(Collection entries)
----------------
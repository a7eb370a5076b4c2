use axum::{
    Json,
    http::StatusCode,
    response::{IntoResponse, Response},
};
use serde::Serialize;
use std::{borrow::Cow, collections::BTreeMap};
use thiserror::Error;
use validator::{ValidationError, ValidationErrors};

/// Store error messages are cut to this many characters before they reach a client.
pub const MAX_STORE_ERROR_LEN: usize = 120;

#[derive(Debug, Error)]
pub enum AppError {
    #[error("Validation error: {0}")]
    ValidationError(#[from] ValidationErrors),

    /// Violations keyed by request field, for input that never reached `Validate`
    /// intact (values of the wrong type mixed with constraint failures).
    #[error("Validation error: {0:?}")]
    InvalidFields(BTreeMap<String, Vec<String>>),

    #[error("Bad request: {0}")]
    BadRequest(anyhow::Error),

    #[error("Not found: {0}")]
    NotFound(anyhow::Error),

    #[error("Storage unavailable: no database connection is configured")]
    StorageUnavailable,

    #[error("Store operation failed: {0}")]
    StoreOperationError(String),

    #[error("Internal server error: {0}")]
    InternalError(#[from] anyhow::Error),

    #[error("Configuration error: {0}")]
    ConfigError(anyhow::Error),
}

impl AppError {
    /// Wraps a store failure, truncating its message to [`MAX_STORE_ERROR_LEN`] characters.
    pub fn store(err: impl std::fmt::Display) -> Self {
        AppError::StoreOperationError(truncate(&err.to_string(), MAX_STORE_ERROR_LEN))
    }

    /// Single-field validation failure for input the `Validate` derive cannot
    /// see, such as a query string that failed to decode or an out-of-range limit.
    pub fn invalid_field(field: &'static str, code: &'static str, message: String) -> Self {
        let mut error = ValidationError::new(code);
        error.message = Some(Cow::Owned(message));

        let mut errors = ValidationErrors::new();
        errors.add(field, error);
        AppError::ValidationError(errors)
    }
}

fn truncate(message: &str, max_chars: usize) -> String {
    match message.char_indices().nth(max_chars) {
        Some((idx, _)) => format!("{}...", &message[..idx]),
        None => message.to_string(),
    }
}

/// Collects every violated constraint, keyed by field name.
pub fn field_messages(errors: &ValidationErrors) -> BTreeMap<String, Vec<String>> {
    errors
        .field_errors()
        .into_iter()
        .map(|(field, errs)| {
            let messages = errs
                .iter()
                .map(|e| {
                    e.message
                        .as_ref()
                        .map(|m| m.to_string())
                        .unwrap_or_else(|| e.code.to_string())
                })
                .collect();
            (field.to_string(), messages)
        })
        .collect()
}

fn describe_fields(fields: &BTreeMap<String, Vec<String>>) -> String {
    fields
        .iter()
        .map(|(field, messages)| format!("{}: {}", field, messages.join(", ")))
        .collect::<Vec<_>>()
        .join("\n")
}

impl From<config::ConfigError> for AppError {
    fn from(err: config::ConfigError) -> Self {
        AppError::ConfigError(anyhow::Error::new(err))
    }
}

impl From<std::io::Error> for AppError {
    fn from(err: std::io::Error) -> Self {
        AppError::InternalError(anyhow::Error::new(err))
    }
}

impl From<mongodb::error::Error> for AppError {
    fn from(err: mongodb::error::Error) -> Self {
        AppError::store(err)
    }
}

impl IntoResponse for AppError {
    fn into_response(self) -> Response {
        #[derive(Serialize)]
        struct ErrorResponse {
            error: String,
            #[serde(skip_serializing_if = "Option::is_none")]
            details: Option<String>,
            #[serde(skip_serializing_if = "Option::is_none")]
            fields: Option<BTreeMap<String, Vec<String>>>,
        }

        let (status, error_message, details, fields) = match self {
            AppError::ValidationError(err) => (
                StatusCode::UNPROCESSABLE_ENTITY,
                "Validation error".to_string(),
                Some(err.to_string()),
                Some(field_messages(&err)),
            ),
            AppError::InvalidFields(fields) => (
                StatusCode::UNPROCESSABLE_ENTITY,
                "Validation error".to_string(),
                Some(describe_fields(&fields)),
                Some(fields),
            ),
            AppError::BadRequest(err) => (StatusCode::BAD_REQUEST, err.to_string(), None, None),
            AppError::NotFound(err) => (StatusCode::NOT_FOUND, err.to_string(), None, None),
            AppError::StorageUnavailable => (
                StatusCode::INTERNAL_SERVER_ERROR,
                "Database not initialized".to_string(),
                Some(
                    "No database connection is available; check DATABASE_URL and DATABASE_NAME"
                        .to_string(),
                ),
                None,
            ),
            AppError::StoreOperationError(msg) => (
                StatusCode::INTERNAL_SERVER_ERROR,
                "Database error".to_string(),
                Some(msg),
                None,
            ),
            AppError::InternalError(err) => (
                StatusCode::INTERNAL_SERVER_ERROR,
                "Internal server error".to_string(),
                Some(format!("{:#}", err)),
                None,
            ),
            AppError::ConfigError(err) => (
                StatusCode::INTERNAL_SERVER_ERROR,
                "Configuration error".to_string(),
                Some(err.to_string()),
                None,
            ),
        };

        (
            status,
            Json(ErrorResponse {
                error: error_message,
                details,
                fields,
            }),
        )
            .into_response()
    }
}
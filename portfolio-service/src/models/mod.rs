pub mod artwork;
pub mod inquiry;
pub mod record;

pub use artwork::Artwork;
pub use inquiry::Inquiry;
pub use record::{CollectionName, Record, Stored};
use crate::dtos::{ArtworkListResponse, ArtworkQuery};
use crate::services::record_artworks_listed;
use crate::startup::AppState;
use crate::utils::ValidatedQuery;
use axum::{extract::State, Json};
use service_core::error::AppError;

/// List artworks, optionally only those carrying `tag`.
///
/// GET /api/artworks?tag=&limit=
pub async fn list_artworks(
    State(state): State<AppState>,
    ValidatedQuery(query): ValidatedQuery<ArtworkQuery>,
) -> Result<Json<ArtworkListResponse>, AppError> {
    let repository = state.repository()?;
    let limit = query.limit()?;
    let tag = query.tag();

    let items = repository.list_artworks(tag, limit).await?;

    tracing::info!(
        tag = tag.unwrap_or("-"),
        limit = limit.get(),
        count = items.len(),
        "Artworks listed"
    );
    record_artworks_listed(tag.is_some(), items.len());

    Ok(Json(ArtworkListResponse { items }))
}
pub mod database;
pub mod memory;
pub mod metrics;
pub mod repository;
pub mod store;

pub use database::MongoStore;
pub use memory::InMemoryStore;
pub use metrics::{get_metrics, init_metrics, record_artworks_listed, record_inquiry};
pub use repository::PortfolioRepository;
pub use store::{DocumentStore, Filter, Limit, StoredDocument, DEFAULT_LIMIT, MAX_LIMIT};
----------------
Please reproduce exactly the lines above, beginning with the first and ending with the line that contains "reach a client.", and include nothing outside that range.

repository a7eb370a5076b4c2
use axum::{
    Json,
    http::StatusCode,
    response::{IntoResponse, Response},
};
use serde::Serialize;
use std::{borrow::Cow, collections::BTreeMap};
use thiserror::Error;
use validator::{ValidationError, ValidationErrors};

/// Store error messages are cut to this many characters before they reach a client.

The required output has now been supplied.